Meine Scheper was een 41-jarige zwerver die zich koopman noemde. Op de dag dat hij zich dusdanig misdroeg dat hij een eeuw later in deze rubriek terecht zou komen, had hij al een keer of zeven achter de tralies gezeten. Opgepakt wegens landloperij, veroordeeld wegens diefstal of mishandeling. Wat de geboren Overijselaar, zijn wieg stond in Steenwijkerwold, in Boxmeer te zoeken had op de avond van de 29e november 1915, weten we niet. Wat we wél weten, is dat hij diep in het glaasje had gekeken en dat hij rond een uur of negen rondscharrelde op een perron van het treinstation in Boxmeer.
Daar krijgt hij woorden met ene P.H. Tegelaars uit Nijmegen. Die staat, samen met enkele collega’s van de exportslachterij van de firma Lion, op de trein naar huis te wachten. Uit het rechtbankverslag blijkt het niet, maar volgens een krantenbericht uit die dagen ging het eigenlijk nergens over, die ruzie. Scheper zou, behoorlijk beschonken, op de mannen zijn afgekomen. Tegelaars zou een praatje hebben aangeknoopt over het weer. Dat het nogal een koude dag was, had hij gezegd. De zwerver was in een vervelende bui. ‘Kou?’, had hij geantwoord. ‘Ga jij maar eens voor de trein liggen, dan zul je het wel warm krijgen.’ Een onvriendelijk gesprek was het gevolg en ineens kreeg Tegelaars een stomp in zijn rug. Hij gaf een klap terug en de zwerver rolde over het perron. Toen hij weer opstond, had hij een mes in de hand. In de worsteling die ontstond kreeg Tegelaars een snee in zijn hals en, zoals hij later pas opmerkte, ook een in zijn zij. De trein was inmiddels gearriveerd en zijn collega’s hielpen Tegelaars snel in de trein. Ook de messentrekker stapte in.

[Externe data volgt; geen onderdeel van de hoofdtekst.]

use std::convert::Infallible;
use std::net::SocketAddr;
use std::path::PathBuf;
use std::sync::Arc;

use anyhow::Context as _;
use axum::Router;
use axum::extract::{Path, State};
use axum::http::StatusCode;
use axum::response::Json;
use axum::response::sse::{Event, KeepAlive, Sse};
use axum::routing::{get, post};
use clap::Parser;
use futures::StreamExt as _;
use tokio_stream::wrappers::BroadcastStream;
use tokio_stream::wrappers::errors::BroadcastStreamRecvError;
use tower_http::trace::TraceLayer;

use dich_truyen::app::job_store::{InMemoryJobStore, JobStore, LocalFsJobStore};
use dich_truyen::app::model::{CreateJobRequest, PipelineJob};
use dich_truyen::app::queue::InProcessQueue;
use dich_truyen::app::runner::JobRunner;
use dich_truyen::config::AppConfig;
use dich_truyen::events::{EventBus, EventEnvelope};
use dich_truyen::settings::{self, ResumableBook};

#[derive(Debug, Parser)]
#[command(author, version, about)]
struct AppArgs {
    #[arg(long, default_value = "127.0.0.1:8080")]
    addr: SocketAddr,

    /// Where job records are written.
    #[arg(long, default_value = "workspace-app")]
    data_dir: PathBuf,

    /// Keep job records in memory only.
    #[arg(long)]
    in_memory_jobs: bool,

    /// Overrides `DICH_TRUYEN_BOOKS_DIR`.
    #[arg(long)]
    books_dir: Option<PathBuf>,

    #[arg(long, default_value_t = 1)]
    max_concurrency: usize,
}

#[derive(Clone)]
struct AppState {
    books_dir: PathBuf,
    runner: Arc<JobRunner>,
}

type ApiError = (StatusCode, String);

#[tokio::main]
async fn main() -> std::process::ExitCode {
    if let Err(err) = try_main().await {
        eprintln!("{err:#}");
        return std::process::ExitCode::FAILURE;
    }
    std::process::ExitCode::SUCCESS
}

async fn try_main() -> anyhow::Result<()> {
    dich_truyen::logging::init(dich_truyen::logging::DEFAULT_FILTER).context("init logging")?;

    let args = AppArgs::parse();
    tracing::info!(?args, "starting dich-truyen-app");

    let mut config = AppConfig::from_env().context("load config")?;
    if let Some(dir) = args.books_dir {
        config.books_dir = dir;
    }
    let job_store: Arc<dyn JobStore> = if args.in_memory_jobs {
        Arc::new(InMemoryJobStore::new())
    } else {
        Arc::new(LocalFsJobStore::new(&args.data_dir))
    };
    let books_dir = config.books_dir.clone();
    let runner = Arc::new(JobRunner::new(
        config,
        job_store,
        InProcessQueue::new(args.max_concurrency),
        EventBus::new(),
    ));
    let state = AppState { books_dir, runner };

    let app = Router::new()
        .route("/healthz", get(|| async { "ok\n" }))
        .route("/jobs", post(create_job).get(list_jobs))
        .route("/jobs/:job_id", get(get_job))
        .route("/jobs/:job_id/cancel", post(cancel_job))
        .route("/events", get(events))
        .route("/books/resumable", get(resumable_books))
        .layer(TraceLayer::new_for_http())
        .with_state(state);

    let listener = tokio::net::TcpListener::bind(args.addr)
        .await
        .map_err(|err| anyhow::anyhow!("bind {}: {err}", args.addr))?;
    tracing::info!(addr = %args.addr, "listening");
    axum::serve(listener, app).await?;
    Ok(())
}

fn internal(err: anyhow::Error) -> ApiError {
    tracing::error!(error = %format!("{err:#}"), "request failed");
    (StatusCode::INTERNAL_SERVER_ERROR, format!("{err:#}"))
}

async fn create_job(
    State(state): State<AppState>,
    Json(request): Json<CreateJobRequest>,
) -> Result<(StatusCode, Json<PipelineJob>), ApiError> {
    let job = state
        .runner
        .create_job(request)
        .await
        .map_err(|err| (StatusCode::BAD_REQUEST, format!("{err:#}")))?;
    let job = state.runner.start_job(&job.job_id).await.map_err(internal)?;
    Ok((StatusCode::ACCEPTED, Json(job)))
}

async fn list_jobs(State(state): State<AppState>) -> Result<Json<Vec<PipelineJob>>, ApiError> {
    let jobs = state.runner.list_jobs().await.map_err(internal)?;
    Ok(Json(jobs))
}

async fn get_job(
    State(state): State<AppState>,
    Path(job_id): Path<String>,
) -> Result<Json<PipelineJob>, ApiError> {
    match state.runner.get_job(&job_id).await.map_err(internal)? {
        Some(job) => Ok(Json(job)),
        None => Err((StatusCode::NOT_FOUND, format!("job not found: {job_id}"))),
    }
}

async fn cancel_job(
    State(state): State<AppState>,
    Path(job_id): Path<String>,
) -> Result<Json<PipelineJob>, ApiError> {
    if state.runner.get_job(&job_id).await.map_err(internal)?.is_none() {
        return Err((StatusCode::NOT_FOUND, format!("job not found: {job_id}")));
    }
    let job = state.runner.cancel_job(&job_id).await.map_err(internal)?;
    Ok(Json(job))
}

async fn events(
    State(state): State<AppState>,
) -> Sse<impl futures::Stream<Item = Result<Event, Infallible>>> {
    let rx = state.runner.events().subscribe();
    let stream = BroadcastStream::new(rx).filter_map(|result| async move {
        match result {
            Ok(event) => {
                let envelope = EventEnvelope::from(&event);
                Event::default()
                    .event(envelope.kind.clone())
                    .json_data(&envelope)
                    .ok()
                    .map(Ok)
            }
            Err(BroadcastStreamRecvError::Lagged(missed)) => {
                tracing::debug!(missed, "event subscriber lagged");
                None
            }
        }
    });
    Sse::new(stream).keep_alive(KeepAlive::default())
}

async fn resumable_books(
    State(state): State<AppState>,
) -> Result<Json<Vec<ResumableBook>>, ApiError> {
    let books = settings::list_resumable_books(&state.books_dir)
        .await
        .map_err(internal)?;
    Ok(Json(books))
}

Al snel bleek dat Tegelaars ernstig gewond was en hevig bloedde. Uitstappen op het station in Beugen had geen zin, daar zou geen medische verzorging zijn. Wachten tot Nijmegen zou de man fataal worden en dus droegen zijn maten de gewonde in Cuijk uit de trein. Snel werd hij naar het ziekenhuisje van de nonnen gebracht waar dokter Van den Dries de wonden behandelde. ‘Geruime tijd zweefde hij tusschen leven en dood’, aldus de krant. Vooral de wond in zijn zij was levensbedreigend. De snee in zijn hals was acht centimeter lang en ook aan zijn pols had hij verwondingen opgelopen. Hij verbleef drie weken in Cuijk. Eigenlijk had hij daar langer moeten blijven, zei de dokter tijdens de rechtszitting. Maar de Nijmegenaar wilde zo graag naar huis dus had hij hem maar laten gaan. Het herstel duurde vele weken langer.
De zwerver was ondertussen in Nijmegen opgepakt. Op 1 februari 1916 hield de rechtbank in Den Bosch zitting. Er waren voldoende getuigen die allemaal hetzelfde verklaarden: dat Meine Scheper was begonnen en dat hij Tegelaars met een mes had toegetakeld. De advocaat van de zwerver probeerde er nog noodweer van te maken, maar daar trapten de rechters niet in. Scheper kreeg een jaar celstraf. Een paar weken later bevestigde het gerechtshof dat vonnis: ook in hoger beroep werd hij schuldig verklaard. Een paar maanden later probeerde de zwerver nog via de Hoge Raad zijn gelijk te krijgen, maar die wees het verzoek af omdat de stukken die zijn onschuld zouden moeten bewijzen niet of niet op tijd waren ingediend.